Perhaps most importantly, the data becomes auditable. When every extracted value carries a citation back to the exact location in the source document, the research process gains a layer of traceability that manual workflows never had. An analyst can click from a number in a model to the specific cell in the specific table on the specific page of the specific filing it came from. In regulated environments, this level of traceability is not a nice-to-have but a hard requirement.

The executive officers table from Item 10, before and after word-level bounding box detection. The original mixes fixed-width columns for name and age with variable-height narrative descriptions of each officer's career history. After processing, every word across names, titles, dates, and multi-sentence career narratives is detected with precise spatial coordinates.

The LLM dimension

The rise of LLM-powered research tools makes reliable extraction even more critical. Large language models are increasingly used to summarize filings, compare disclosures across companies, and answer natural-language questions about financial data, but these models are only as good as the data they receive.

Feed an LLM a raw 10-K PDF and ask it to extract the debt maturity schedule, and you'll get plausible-looking numbers that may or may not match the source. The model will confidently produce output regardless of whether it correctly parsed the table structure. In financial research, "mostly right" is often worse than "no answer" because a hallucinated number that looks reasonable can flow into a model undetected.

The solution is not to avoid LLMs but to feed them structured, validated data extracted by systems that are purpose-built for document understanding. When an LLM operates on accurately extracted, schema-conformant data with source citations intact, it shifts from a liability to a genuine accelerator.

Where this is going

The volume of financial documents is only increasing, with EDGAR alone adding tens of thousands of filings each quarter. Private markets generate even more, including pitch decks, CIMs, and quarterly reports from portfolio companies, with no standardized format at all. The firms that build reliable, automated pipelines from document to dataset now will have a structural advantage as the surface area of available information continues to expand.
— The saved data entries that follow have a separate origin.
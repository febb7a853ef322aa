// 该文件是 Shanan （山南西风） 项目的一部分。
// src/server.rs - HTTP 服务
//
// 本文件根据 Apache 许可证第 2.0 版（以下简称“许可证”）授权使用；
// 除非遵守该许可证条款，否则您不得使用本文件。
// 您可通过以下网址获取许可证副本：
// http://www.apache.org/licenses/LICENSE-2.0
// 除非适用法律要求或书面同意，根据本许可协议分发的软件均按“原样”提供，
// 不附带任何形式的明示或暗示的保证或条件。
// 有关许可权限与限制的具体条款，请参阅本许可协议。
//
// Copyright (C) 2026 Johann Li <me@qinka.pro>, Wareless Group

use std::path::Path;
use std::sync::Arc;

use anyhow::{Context, Result};
use axum::Router;
use axum::extract::DefaultBodyLimit;
use axum::routing::post;
use tower_http::services::{ServeDir, ServeFile};
use tower_http::trace::TraceLayer;
use tracing::{error, info, warn};

use crate::config::ServeConfig;
use crate::model::load_runtime;
use crate::service::DetectionService;

pub mod error;
pub mod handler;
pub mod store;

pub use self::error::ApiError;
pub use self::handler::{DetectResponse, FILE_FIELD};
pub use self::store::ResultStore;

/// 所有请求共享的状态
///
/// `service` 为 `None` 表示模型加载失败，服务处于降级状态。
#[derive(Clone)]
pub struct AppState {
  pub service: Option<Arc<DetectionService>>,
  pub store: Arc<ResultStore>,
}

impl AppState {
  pub fn new(service: Option<DetectionService>, store: ResultStore) -> Self {
    Self {
      service: service.map(Arc::new),
      store: Arc::new(store),
    }
  }
}

/// 构建路由
pub fn router(state: AppState, static_dir: &Path, max_upload_bytes: usize) -> Router {
  let mut app = Router::new()
    .route("/detect", post(handler::detect))
    .route_service("/", ServeFile::new(static_dir.join("index.html")))
    .nest_service("/static", ServeDir::new(static_dir));

  if state.store.separate_mount() {
    app = app.nest_service(store::RESULTS_MOUNT, ServeDir::new(state.store.dir()));
  }

  app
    .layer(DefaultBodyLimit::max(max_upload_bytes))
    .layer(TraceLayer::new_for_http())
    .with_state(state)
}

/// 加载模型并启动服务，直到收到 Ctrl-C
pub async fn run(config: ServeConfig) -> Result<()> {
  let store = ResultStore::new(&config.results_dir, &config.static_dir);
  store
    .prepare()
    .with_context(|| format!("无法创建结果目录: {}", store.dir().display()))?;
  info!("结果目录: {}", store.dir().display());

  let location = config.model.clone();
  let loaded = tokio::task::spawn_blocking(move || load_runtime(&location)).await?;
  let service = match loaded {
    Ok(runtime) => {
      info!("模型已加载: {}", config.model);
      Some(DetectionService::new(runtime, config.detector_options()))
    }
    Err(e) => {
      error!("模型加载失败，服务以降级模式运行: {}", e);
      None
    }
  };

  let state = AppState::new(service, store);
  let app = router(state, &config.static_dir, config.max_upload_bytes());

  let addr = config.socket_addr();
  let listener = tokio::net::TcpListener::bind(addr)
    .await
    .with_context(|| format!("无法监听 {}", addr))?;
  info!("服务已启动: http://{}", addr);

  axum::serve(listener, app)
    .with_graceful_shutdown(shutdown_signal())
    .await
    .context("服务异常退出")?;

  info!("服务已停止");
  Ok(())
}

async fn shutdown_signal() {
  match tokio::signal::ctrl_c().await {
    Ok(()) => info!("收到 Ctrl-C，正在停止服务"),
    Err(e) => {
      warn!("无法监听 Ctrl-C 信号: {}", e);
      std::future::pending::<()>().await;
    }
  }
}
The technology to do this at production quality exists today, and the question for research teams is whether they build it in-house, investing in layout models, table parsers, schema engines, and citation systems, or partner with a platform that has already solved these problems across billions of pages.

Either way, the era of copying numbers out of PDFs is ending, and the firms that recognize it first will move faster, cover more ground, and make better decisions with the same team.